- _Exercise details_:
An exact copy of every record below is what's needed here.

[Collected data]
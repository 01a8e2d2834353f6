//! Report formatting and printing utilities.
//!
//! This module prints issues to the terminal in cargo-style format.
//! The document report (HTML/Markdown) lives in `crate::render`.

use std::io::{self, Write};
use std::path::Path;

use colored::Colorize;
use unicode_width::UnicodeWidthStr;

use super::commands::{CheckSummary, CommandResult, CommandSummary, InitSummary};
use crate::config::CONFIG_FILE_NAME;
use crate::core::SourceContext;
use crate::issues::{Issue, Report, ReportLocation, Severity};

/// Success mark for consistent output formatting.
pub const SUCCESS_MARK: &str = "\u{2713}"; // ✓

/// Failure mark for consistent output formatting.
pub const FAILURE_MARK: &str = "\u{2718}"; // ✘

/// Maximum number of further locations to display per issue.
const MAX_USAGES_DISPLAY: usize = 3;

/// Print issues in cargo-style format to `writer`.
pub fn report_to<W: Write>(issues: &[Issue], writer: &mut W) {
    if issues.is_empty() {
        return;
    }

    let mut sorted = issues.to_vec();
    sorted.sort();

    let max_line_width = calculate_max_line_width(&sorted);

    for issue in &sorted {
        print_issue(issue, writer, max_line_width);
    }

    print_summary(&sorted, writer);
}

/// Print a success message when no issues are found.
pub fn print_success_to<W: Write>(files: usize, writer: &mut W) {
    let msg = format!(
        "{} {}",
        SUCCESS_MARK.green(),
        format!(
            "Checked {} {} - no acronym issues found",
            files,
            if files == 1 { "file" } else { "files" }
        )
        .green()
    );
    let _ = writeln!(writer, "{}", msg);
}

/// Print where the document report was written.
pub fn print_report_path_to<W: Write>(path: &Path, writer: &mut W) {
    let _ = writeln!(
        writer,
        "{} {}",
        "Report written to".bold(),
        path.display().to_string().cyan()
    );
}

pub fn print(result: &CommandResult) {
    match &result.summary {
        CommandSummary::Check(summary) => {
            print_check(summary, &result.issues, &mut io::stdout().lock())
        }
        CommandSummary::Init(summary) => print_init(summary),
    }
}

// ============================================================
// Internal Functions
// ============================================================

fn print_check<W: Write>(summary: &CheckSummary, issues: &[Issue], writer: &mut W) {
    if issues.is_empty() {
        print_success_to(summary.files_checked, writer);
    } else {
        report_to(issues, writer);
    }
    if let Some(path) = &summary.report_path {
        print_report_path_to(path, writer);
    }
}

fn print_init(summary: &InitSummary) {
    if let Some(error) = &summary.error {
        eprintln!("Error: {}", error);
    } else if summary.created {
        println!(
            "{} {}",
            SUCCESS_MARK.green(),
            format!("Created {}", CONFIG_FILE_NAME).green()
        );
    }
}

fn print_issue<W: Write>(issue: &Issue, writer: &mut W, max_line_width: usize) {
    let loc = issue.location();

    let severity = issue.report_severity();
    let severity_str = match severity {
        Severity::Error => "error".bold().red(),
        Severity::Warning => "warning".bold().yellow(),
    };

    let _ = writeln!(
        writer,
        "{}: {}  {}",
        severity_str,
        issue.message(),
        issue.report_rule().to_string().dimmed().cyan()
    );

    match loc {
        ReportLocation::Source(ctx) => {
            let _ = writeln!(writer, "  {} {}", "-->".blue(), ctx.location);
            print_source_line(ctx, severity, writer, max_line_width);
        }
        ReportLocation::File { path } => {
            let _ = writeln!(writer, "  {} {}", "-->".blue(), path);
        }
    }

    if let Some(details) = issue.details() {
        let _ = writeln!(
            writer,
            "{:>width$} {} {} {}",
            "",
            "=".blue(),
            "note:".bold(),
            details,
            width = max_line_width
        );
    }

    if let Some(hint) = issue.hint() {
        let _ = writeln!(
            writer,
            "{:>width$} {} {} {}",
            "",
            "=".blue(),
            "hint:".bold().cyan(),
            hint,
            width = max_line_width
        );
    }

    let usages = issue.usages();
    if !usages.is_empty() {
        print_usages(usages, writer, max_line_width);
    }

    let _ = writeln!(writer); // Empty line between issues
}

fn print_source_line<W: Write>(
    ctx: &SourceContext,
    severity: Severity,
    writer: &mut W,
    max_line_width: usize,
) {
    let caret_char = match severity {
        Severity::Error => "^".red(),
        Severity::Warning => "^".yellow(),
    };

    let _ = writeln!(
        writer,
        "{:>width$} {}",
        "",
        "|".blue(),
        width = max_line_width
    );
    let _ = writeln!(
        writer,
        "{:>width$} {} {}",
        ctx.line().to_string().blue(),
        "|".blue(),
        ctx.source_line,
        width = max_line_width
    );

    // col is 1-based
    let prefix: String = ctx.source_line.chars().take(ctx.col().saturating_sub(1)).collect();
    let caret_padding = UnicodeWidthStr::width(prefix.as_str());
    let _ = writeln!(
        writer,
        "{:>width$} {} {:>padding$}{}",
        "",
        "|".blue(),
        "",
        caret_char,
        width = max_line_width,
        padding = caret_padding
    );
}

fn print_usages<W: Write>(usages: &[SourceContext], writer: &mut W, max_line_width: usize) {
    let total = usages.len();
    let display_count = total.min(MAX_USAGES_DISPLAY);

    for (i, usage) in usages.iter().take(display_count).enumerate() {
        let is_last = i == display_count - 1;
        let remaining = total.saturating_sub(display_count);
        let suffix = if is_last && remaining > 0 {
            format!(" (and {} more)", remaining)
        } else {
            String::new()
        };

        let _ = writeln!(
            writer,
            "{:>width$} {} {} {}{}",
            "",
            "=".blue(),
            "used:".bold(),
            usage.location,
            suffix,
            width = max_line_width
        );
    }
}

fn print_summary<W: Write>(issues: &[Issue], writer: &mut W) {
    let total_errors = issues
        .iter()
        .filter(|i| i.report_severity() == Severity::Error)
        .count();
    let total_warnings = issues.len() - total_errors;
    let total_problems = total_errors + total_warnings;

    if total_problems > 0 {
        let _ = writeln!(
            writer,
            "\n{} {} {} ({} {}, {} {})",
            FAILURE_MARK.red(),
            total_problems,
            if total_problems == 1 { "problem" } else { "problems" },
            total_errors,
            if total_errors == 1 { "error" } else { "errors" }.red(),
            total_warnings,
            if total_warnings == 1 {
                "warning"
            } else {
                "warnings"
            }
            .yellow()
        );
    }
}

fn calculate_max_line_width(issues: &[Issue]) -> usize {
    issues
        .iter()
        .filter_map(|i| match i.location() {
            ReportLocation::Source(ctx) => Some(ctx.line()),
            ReportLocation::File { .. } => None,
        })
        .max()
        .map(|n| n.to_string().len())
        .unwrap_or(1)
}

// ============================================================
// Tests
// ============================================================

- _Output of the task_:
repository 01a8e2d2834353f6
//! Report formatting and printing utilities.
//!
//! This module prints issues to the terminal in cargo-style format.
//! The document report (HTML/Markdown) lives in `crate::render`.

use std::io::{self, Write};
use std::path::Path;

use colored::Colorize;
use unicode_width::UnicodeWidthStr;

use super::commands::{CheckSummary, CommandResult, CommandSummary, InitSummary};
use crate::config::CONFIG_FILE_NAME;
use crate::core::SourceContext;
use crate::issues::{Issue, Report, ReportLocation, Severity};

/// Success mark for consistent output formatting.
pub const SUCCESS_MARK: &str = "\u{2713}"; // ✓

/// Failure mark for consistent output formatting.
pub const FAILURE_MARK: &str = "\u{2718}"; // ✘

/// Maximum number of further locations to display per issue.
const MAX_USAGES_DISPLAY: usize = 3;

/// Print issues in cargo-style format to `writer`.
pub fn report_to<W: Write>(issues: &[Issue], writer: &mut W) {
    if issues.is_empty() {
        return;
    }

    let mut sorted = issues.to_vec();
    sorted.sort();

    let max_line_width = calculate_max_line_width(&sorted);

    for issue in &sorted {
        print_issue(issue, writer, max_line_width);
    }

    print_summary(&sorted, writer);
}

/// Print a success message when no issues are found.
pub fn print_success_to<W: Write>(files: usize, writer: &mut W) {
    let msg = format!(
        "{} {}",
        SUCCESS_MARK.green(),
        format!(
            "Checked {} {} - no acronym issues found",
            files,
            if files == 1 { "file" } else { "files" }
        )
        .green()
    );
    let _ = writeln!(writer, "{}", msg);
}

/// Print where the document report was written.
pub fn print_report_path_to<W: Write>(path: &Path, writer: &mut W) {
    let _ = writeln!(
        writer,
        "{} {}",
        "Report written to".bold(),
        path.display().to_string().cyan()
    );
}

pub fn print(result: &CommandResult) {
    match &result.summary {
        CommandSummary::Check(summary) => {
            print_check(summary, &result.issues, &mut io::stdout().lock())
        }
        CommandSummary::Init(summary) => print_init(summary),
    }
}

// ============================================================
// Internal Functions
// ============================================================

fn print_check<W: Write>(summary: &CheckSummary, issues: &[Issue], writer: &mut W) {
    if issues.is_empty() {
        print_success_to(summary.files_checked, writer);
    } else {
        report_to(issues, writer);
    }
    if let Some(path) = &summary.report_path {
        print_report_path_to(path, writer);
    }
}

fn print_init(summary: &InitSummary) {
    if let Some(error) = &summary.error {
        eprintln!("Error: {}", error);
    } else if summary.created {
        println!(
            "{} {}",
            SUCCESS_MARK.green(),
            format!("Created {}", CONFIG_FILE_NAME).green()
        );
    }
}

fn print_issue<W: Write>(issue: &Issue, writer: &mut W, max_line_width: usize) {
    let loc = issue.location();

    let severity = issue.report_severity();
    let severity_str = match severity {
        Severity::Error => "error".bold().red(),
        Severity::Warning => "warning".bold().yellow(),
    };

    let _ = writeln!(
        writer,
        "{}: {}  {}",
        severity_str,
        issue.message(),
        issue.report_rule().to_string().dimmed().cyan()
    );

    match loc {
        ReportLocation::Source(ctx) => {
            let _ = writeln!(writer, "  {} {}", "-->".blue(), ctx.location);
            print_source_line(ctx, severity, writer, max_line_width);
        }
        ReportLocation::File { path } => {
            let _ = writeln!(writer, "  {} {}", "-->".blue(), path);
        }
    }

    if let Some(details) = issue.details() {
        let _ = writeln!(
            writer,
            "{:>width$} {} {} {}",
            "",
            "=".blue(),
            "note:".bold(),
            details,
            width = max_line_width
        );
    }

    if let Some(hint) = issue.hint() {
        let _ = writeln!(
            writer,
            "{:>width$} {} {} {}",
            "",
            "=".blue(),
            "hint:".bold().cyan(),
            hint,
            width = max_line_width
        );
    }

    let usages = issue.usages();
    if !usages.is_empty() {
        print_usages(usages, writer, max_line_width);
    }

    let _ = writeln!(writer); // Empty line between issues
}

fn print_source_line<W: Write>(
    ctx: &SourceContext,
    severity: Severity,
    writer: &mut W,
    max_line_width: usize,
) {
    let caret_char = match severity {
        Severity::Error => "^".red(),
        Severity::Warning => "^".yellow(),
    };

    let _ = writeln!(
        writer,
        "{:>width$} {}",
        "",
        "|".blue(),
        width = max_line_width
    );
    let _ = writeln!(
        writer,
        "{:>width$} {} {}",
        ctx.line().to_string().blue(),
        "|".blue(),
        ctx.source_line,
        width = max_line_width
    );

    // col is 1-based
    let prefix: String = ctx.source_line.chars().take(ctx.col().saturating_sub(1)).collect();
    let caret_padding = UnicodeWidthStr::width(prefix.as_str());
    let _ = writeln!(
        writer,
        "{:>width$} {} {:>padding$}{}",
        "",
        "|".blue(),
        "",
        caret_char,
        width = max_line_width,
        padding = caret_padding
    );
}

fn print_usages<W: Write>(usages: &[SourceContext], writer: &mut W, max_line_width: usize) {
    let total = usages.len();
    let display_count = total.min(MAX_USAGES_DISPLAY);

    for (i, usage) in usages.iter().take(display_count).enumerate() {
        let is_last = i == display_count - 1;
        let remaining = total.saturating_sub(display_count);
        let suffix = if is_last && remaining > 0 {
            format!(" (and {} more)", remaining)
        } else {
            String::new()
        };

        let _ = writeln!(
            writer,
            "{:>width$} {} {} {}{}",
            "",
            "=".blue(),
            "used:".bold(),
            usage.location,
            suffix,
            width = max_line_width
        );
    }
}

fn print_summary<W: Write>(issues: &[Issue], writer: &mut W) {
    let total_errors = issues
        .iter()
        .filter(|i| i.report_severity() == Severity::Error)
        .count();
    let total_warnings = issues.len() - total_errors;
    let total_problems = total_errors + total_warnings;

    if total_problems > 0 {
        let _ = writeln!(
            writer,
            "\n{} {} {} ({} {}, {} {})",
            FAILURE_MARK.red(),
            total_problems,
            if total_problems == 1 { "problem" } else { "problems" },
            total_errors,
            if total_errors == 1 { "error" } else { "errors" }.red(),
            total_warnings,
            if total_warnings == 1 {
                "warning"
            } else {
                "warnings"
            }
            .yellow()
        );
    }
}

fn calculate_max_line_width(issues: &[Issue]) -> usize {
    issues
        .iter()
        .filter_map(|i| match i.location() {
            ReportLocation::Source(ctx) => Some(ctx.line()),
            ReportLocation::File { .. } => None,
        })
        .max()
        .map(|n| n.to_string().len())
        .unwrap_or(1)
}

// ============================================================
// Tests
// ============================================================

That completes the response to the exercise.